(What the task requires)
Read through the records below and copy each line that uses the word "other".

═══ Provided information ═══

impl Column {
    pub fn new(name: impl Into<String>, data: ColumnData) -> Self {
        Self {
            name: name.into(),
            data,
        }
    }

    pub fn int(name: impl Into<String>, values: Vec<Option<i64>>) -> Self {
        Self::new(name, ColumnData::Int(values))
    }

    pub fn float(name: impl Into<String>, values: Vec<Option<f64>>) -> Self {
        Self::new(name, ColumnData::finite_floats(values))
    }

    pub fn string(name: impl Into<String>, values: Vec<Option<String>>) -> Self {
        Self::new(name, ColumnData::Str(values))
    }

    pub fn date(name: impl Into<String>, values: Vec<Option<NaiveDate>>) -> Self {
        Self::new(name, ColumnData::Date(values))
    }

    pub fn len(&self) -> usize {
        self.data.len()
    }

    pub fn is_empty(&self) -> bool {
        self.data.is_empty()
    }

    pub fn kind(&self) -> ColumnKind {
        self.data.kind()
    }

    pub fn f64_at(&self, idx: usize) -> Option<f64> {
        match &self.data {
            ColumnData::Int(v) => v[idx].map(|x| x as f64),
            ColumnData::Float(v) => v[idx],
            _ => None,
        }
    }

    pub fn str_at(&self, idx: usize) -> Option<&str> {
        match &self.data {
            ColumnData::Str(v) => v[idx].as_deref(),
            _ => None,
        }
    }

    pub fn date_at(&self, idx: usize) -> Option<NaiveDate> {
        match &self.data {
            ColumnData::Date(v) => v[idx],
            _ => None,
        }
    }

    /// Cell rendered as text regardless of kind; integral floats drop the `.0`.
    pub fn text_at(&self, idx: usize) -> Option<String> {
        match &self.data {
            ColumnData::Int(v) => v[idx].map(|x| x.to_string()),
            ColumnData::Float(v) => v[idx].map(|x| {
                if x.fract() == 0.0 && x.abs() < 1e15 {
                    format!("{}", x as i64)
                } else {
                    x.to_string()
                }
            }),
            ColumnData::Str(v) => v[idx].clone(),
            ColumnData::Date(v) => v[idx].map(|d| d.format("%Y-%m-%d").to_string()),
        }
    }

    pub fn key_at(&self, idx: usize) -> Option<KeyCell> {
        match &self.data {
            ColumnData::Int(v) => v[idx].map(KeyCell::Int),
            ColumnData::Float(v) => v[idx].and_then(|x| {
                if x.is_finite() && x.fract() == 0.0 {
                    Some(KeyCell::Int(x as i64))
                } else {
                    Some(KeyCell::Str(x.to_string()))
                }
            }),
            ColumnData::Str(v) => v[idx].as_ref().map(|s| KeyCell::Str(s.trim().to_string())),
            ColumnData::Date(v) => v[idx].map(|d| KeyCell::Str(d.format("%Y-%m-%d").to_string())),
        }
    }

    /// Numeric coercion: unparsable strings and dates become null.
    pub fn to_numeric(&self) -> Vec<Option<f64>> {
        match &self.data {
            ColumnData::Int(v) => v.iter().map(|x| x.map(|x| x as f64)).collect(),
            ColumnData::Float(v) => v.iter().map(|x| x.filter(|x| x.is_finite())).collect(),
            ColumnData::Str(v) => v
                .iter()
                .map(|x| {
                    x.as_deref()
                        .and_then(|s| s.trim().parse::<f64>().ok())
                        .filter(|x| x.is_finite())
                })
                .collect(),
            ColumnData::Date(v) => vec![None; v.len()],
        }
    }

    /// Integer coercion: only integral values survive.
    pub fn to_integer(&self) -> Vec<Option<i64>> {
        match &self.data {
            ColumnData::Int(v) => v.clone(),
            ColumnData::Float(v) => v.iter().map(|x| x.and_then(integral)).collect(),
            ColumnData::Str(v) => v
                .iter()
                .map(|x| {
                    x.as_deref().and_then(|s| {
                        let s = s.trim();
                        s.parse::<i64>()
                            .ok()
                            .or_else(|| s.parse::<f64>().ok().and_then(integral))
                    })
                })
                .collect(),
            ColumnData::Date(v) => vec![None; v.len()],
        }
    }

    fn to_series(&self) -> Result<Series, TableError> {
        let name = PlSmallStr::from(self.name.as_str());
        let series = match &self.data {
            ColumnData::Int(v) => Series::new(name, v.as_slice()),
            ColumnData::Float(v) => Series::new(name, v.as_slice()),
            ColumnData::Str(v) => Series::new(name, v.as_slice()),
            ColumnData::Date(v) => {
                let days = v
                    .iter()
                    .map(|d| d.map(days_since_epoch))
                    .collect::<Vec<_>>();
                Series::new(name, days.as_slice()).cast(&DataType::Date)?
            }
        };
        Ok(series)
    }

    fn from_frame_column(column: &FrameColumn) -> Result<Self, TableError> {
        let series = column.as_materialized_series();
        let data = match series.dtype() {
            DataType::Int64 => ColumnData::Int(series.i64()?.into_iter().collect()),
            DataType::Float64 => ColumnData::finite_floats(series.f64()?.into_iter().collect()),
            DataType::String => ColumnData::Str(
                series
                    .str()?
                    .into_iter()
                    .map(|v| v.map(str::to_string))
                    .collect(),
            ),
            DataType::Date => ColumnData::Date(
                series
                    .date()?
                    .physical()
                    .into_iter()
                    .map(|days| days.and_then(date_from_days))
                    .collect(),
            ),
            other => {
                return Err(TableError::UnsupportedColumn {
                    column: series.name().to_string(),
                    dtype: other.to_string(),
                })
            }
        };
        Ok(Self::new(series.name().as_str(), data))
    }
}
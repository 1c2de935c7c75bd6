//! Upcoming regular-season games from a schedule CSV or a saved schedule API
//! payload.

use std::collections::HashSet;
use std::fs;
use std::path::Path;

use chrono::NaiveDate;
use serde::Deserialize;
use serde_json::Value;
use thiserror::Error;
use tracing::{info, warn};

use crate::normalize::{first_present, normalize_team_code, parse_game_date};
use crate::storage::{read_csv_table, StorageError};

const SCHEDULE_DATE_ALIASES: [&str; 2] = ["scheduleDate", "date"];
const START_TIME_ALIASES: [&str; 2] = ["gameDateUTC", "startTimeUTC"];

#[derive(Debug, Clone, PartialEq, Eq)]
pub struct ScheduleEntry {
    pub game_id: i64,
    pub schedule_date: NaiveDate,
    pub start_time_utc: Option<String>,
    pub home_team: String,
    pub away_team: String,
}

#[derive(Debug, Error)]
pub enum ScheduleError {
    #[error("failed to read schedule {path}: {source}")]
    Read {
        path: String,
        #[source]
        source: std::io::Error,
    },
    #[error("schedule JSON is malformed: {0}")]
    Json(#[from] serde_json::Error),
    #[error(transparent)]
    Storage(#[from] StorageError),
    #[error("schedule CSV is missing column {0}")]
    MissingColumn(String),
}

#[derive(Debug, Default, Deserialize)]
struct SchedulePayload {
    #[serde(rename = "gameWeek", default)]
    game_week: Vec<ScheduleDay>,
    #[serde(rename = "currentDate")]
    current_date: Option<String>,
    #[serde(default)]
    games: Vec<PayloadGame>,
}

#[derive(Debug, Deserialize)]
struct ScheduleDay {
    date: Option<String>,
    #[serde(default)]
    games: Vec<PayloadGame>,
}

#[derive(Debug, Deserialize)]
struct PayloadGame {
    id: Option<Value>,
    #[serde(rename = "gameType")]
    game_type: Option<Value>,
    #[serde(rename = "startTimeUTC")]
    start_time_utc: Option<String>,
    #[serde(rename = "homeTeam")]
    home_team: Option<PayloadTeam>,
    #[serde(rename = "awayTeam")]
    away_team: Option<PayloadTeam>,
}

#[derive(Debug, Deserialize)]
struct PayloadTeam {
    abbrev: Option<String>,
}

/// Candidate row before id/team validation.
#[derive(Debug, Clone)]
struct RawGame {
    game_id: Option<i64>,
    schedule_date: NaiveDate,
    start_time_utc: Option<String>,
    home_team: Option<String>,
    away_team: Option<String>,
}

/// Loads `.json` payloads or schedule CSVs, keeping games dated within
/// `[from, to]`.
pub fn load_schedule(
    path: &Path,
    from: NaiveDate,
    to: NaiveDate,
) -> Result<Vec<ScheduleEntry>, ScheduleError> {
    let is_json = path
        .extension()
        .is_some_and(|ext| ext.eq_ignore_ascii_case("json"));
    let entries = if is_json {
        let text = fs::read_to_string(path).map_err(|source| ScheduleError::Read {
            path: path.display().to_string(),
            source,
        })?;
        parse_schedule_json(&text, from, to)?
    } else {
        read_schedule_csv(path, from, to)?
    };
    info!(
        component = "schedule",
        event = "schedule.loaded",
        path = %path.display(),
        from = %from,
        to = %to,
        games = entries.len()
    );
    Ok(entries)
}

/// Accepts one payload object or an array of per-day payloads. Within a
/// payload the `gameWeek` slate wins; the score-style `currentDate` + `games`
/// form is used only when the week yields nothing.
pub fn parse_schedule_json(
    text: &str,
    from: NaiveDate,
    to: NaiveDate,
) -> Result<Vec<ScheduleEntry>, ScheduleError> {
    let value: Value = serde_json::from_str(text)?;
    let payloads = match value {
        Value::Array(items) => items
            .into_iter()
            .map(serde_json::from_value)
            .collect::<Result<Vec<SchedulePayload>, _>>()?,
        other => vec![serde_json::from_value(other)?],
    };

    let mut raw = Vec::new();
    for payload in &payloads {
        let week = games_from_week(payload, from, to);
        if week.is_empty() {
            raw.extend(games_from_score(payload, from, to));
        } else {
            raw.extend(week);
        }
    }
    Ok(finalize(raw))
}

pub fn read_schedule_csv(
    path: &Path,
    from: NaiveDate,
    to: NaiveDate,
) -> Result<Vec<ScheduleEntry>, ScheduleError> {
    let table = read_csv_table(path)?;
    let required = |candidates: &[&'static str], label: &str| {
        first_present(&table, candidates)
            .and_then(|name| table.column(name))
            .ok_or_else(|| ScheduleError::MissingColumn(label.to_string()))
    };
    let ids = required(&["gameId"], "gameId")?;
    let dates = required(&SCHEDULE_DATE_ALIASES, "scheduleDate")?;
    let homes = required(&["homeTeam"], "homeTeam")?;
    let aways = required(&["awayTeam"], "awayTeam")?;
    let starts = first_present(&table, &START_TIME_ALIASES).and_then(|name| table.column(name));

    let ids = ids.to_integer();
    let mut raw = Vec::new();
    for row in 0..table.num_rows() {
        let date = dates
            .date_at(row)
            .or_else(|| dates.text_at(row).and_then(|s| parse_game_date(&s)));
        let Some(schedule_date) = date.filter(|d| *d >= from && *d <= to) else {
            continue;
        };
        raw.push(RawGame {
            game_id: ids[row],
            schedule_date,
            start_time_utc: starts.as_ref().and_then(|c| c.text_at(row)),
            home_team: homes.text_at(row),
            away_team: aways.text_at(row),
        });
    }
    Ok(finalize(raw))
}

pub fn is_regular_season(game_type: Option<&Value>) -> bool {
    match game_type {
        Some(Value::Number(n)) => n.as_i64() == Some(2),
        Some(Value::String(s)) => s == "2" || s == "R",
        _ => false,
    }
}

fn games_from_week(payload: &SchedulePayload, from: NaiveDate, to: NaiveDate) -> Vec<RawGame> {
    let mut out = Vec::new();
    for day in &payload.game_week {
        let Some(date) = day.date.as_deref().and_then(parse_game_date) else {
            continue;
        };
        if date < from || date > to {
            continue;
        }
        out.extend(
            day.games
                .iter()
                .filter(|g| is_regular_season(g.game_type.as_ref()))
                .map(|g| raw_game(g, date)),
        );
    }
    out
}

fn games_from_score(payload: &SchedulePayload, from: NaiveDate, to: NaiveDate) -> Vec<RawGame> {
    let Some(date) = payload.current_date.as_deref().and_then(parse_game_date) else {
        return Vec::new();
    };
    if date < from || date > to {
        return Vec::new();
    }
    payload
        .games
        .iter()
        .filter(|g| is_regular_season(g.game_type.as_ref()))
        .map(|g| raw_game(g, date))
        .collect()
}

fn raw_game(game: &PayloadGame, schedule_date: NaiveDate) -> RawGame {
    let game_id = match &game.id {
        Some(Value::Number(n)) => n.as_i64(),
        Some(Value::String(s)) => s.trim().parse().ok(),
        _ => None,
    };
    RawGame {
        game_id,
        schedule_date,
        start_time_utc: game.start_time_utc.clone(),
        home_team: game.home_team.as_ref().and_then(|t| t.abbrev.clone()),
        away_team: game.away_team.as_ref().and_then(|t| t.abbrev.clone()),
    }
}

/// Drops rows missing an id or a team, normalizes team codes and keeps the
/// first row per game id.
fn finalize(raw: Vec<RawGame>) -> Vec<ScheduleEntry> {
    let total = raw.len();
    let mut seen = HashSet::new();
    let mut out = Vec::with_capacity(total);
    let mut incomplete = 0usize;
    for game in raw {
        let (Some(game_id), Some(home), Some(away)) = (game.game_id, game.home_team, game.away_team)
        else {
            incomplete += 1;
            continue;
        };
        if home.trim().is_empty() || away.trim().is_empty() {
            incomplete += 1;
            continue;
        }
        if !seen.insert(game_id) {
            continue;
        }
        out.push(ScheduleEntry {
            game_id,
            schedule_date: game.schedule_date,
            start_time_utc: game.start_time_utc,
            home_team: normalize_team_code(&home),
            away_team: normalize_team_code(&away),
        });
    }
    if incomplete > 0 || out.len() + incomplete < total {
        warn!(
            component = "schedule",
            event = "schedule.rows.dropped",
            incomplete,
            duplicates = total - incomplete - out.len()
        );
    }
    out
}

═══

(Task response)
            other => {
                    dtype: other.to_string(),
        other => vec![serde_json::from_value(other)?],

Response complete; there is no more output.